The odds are stacked against a successful transformation of the property anytime soon. For one thing, the cleanup of paints, solvents and gasoline undoubtedly left after 45 years of auto manufacturing could take years and millions of dollars to complete.

The chances of any auto maker moving to Van Nuys are virtually nil, despite state officials publicizing their effort to lure Mercedes-Benz to set its new American car plant here. That’s because the Van Nuys plant is antiquated and the few companies adding new facilities are being doggedly pursued by other states where business costs are lower.

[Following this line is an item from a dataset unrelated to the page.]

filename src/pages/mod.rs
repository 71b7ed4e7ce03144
pub mod home;
pub mod not_found;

Just as important, auto makers for a decade have concentrated most of their U.S. production in the Midwest and Southeast, because many of their suppliers are nearby. In fact, the high cost of shipping parts out West is one reason GM now builds its Camaros and Firebirds at a plant in Canada, closer to its Midwest suppliers.

The possibility of luring another type of manufacturer to the 71,000-square-foot Van Nuys plant is also unlikely because many manufacturers are downsizing or moving operations to states with lower wages and workers’ compensation costs. The office vacancy rate for Los Angeles County is about 20% and the industrial vacancy rate about 12%--and experts say those numbers mask an even higher level of vacancies.

What’s more, the experiences of three other Southern California communities in recovering after losing auto plants in the 1970s and 1980s supports the view that Van Nuys has a tough road ahead.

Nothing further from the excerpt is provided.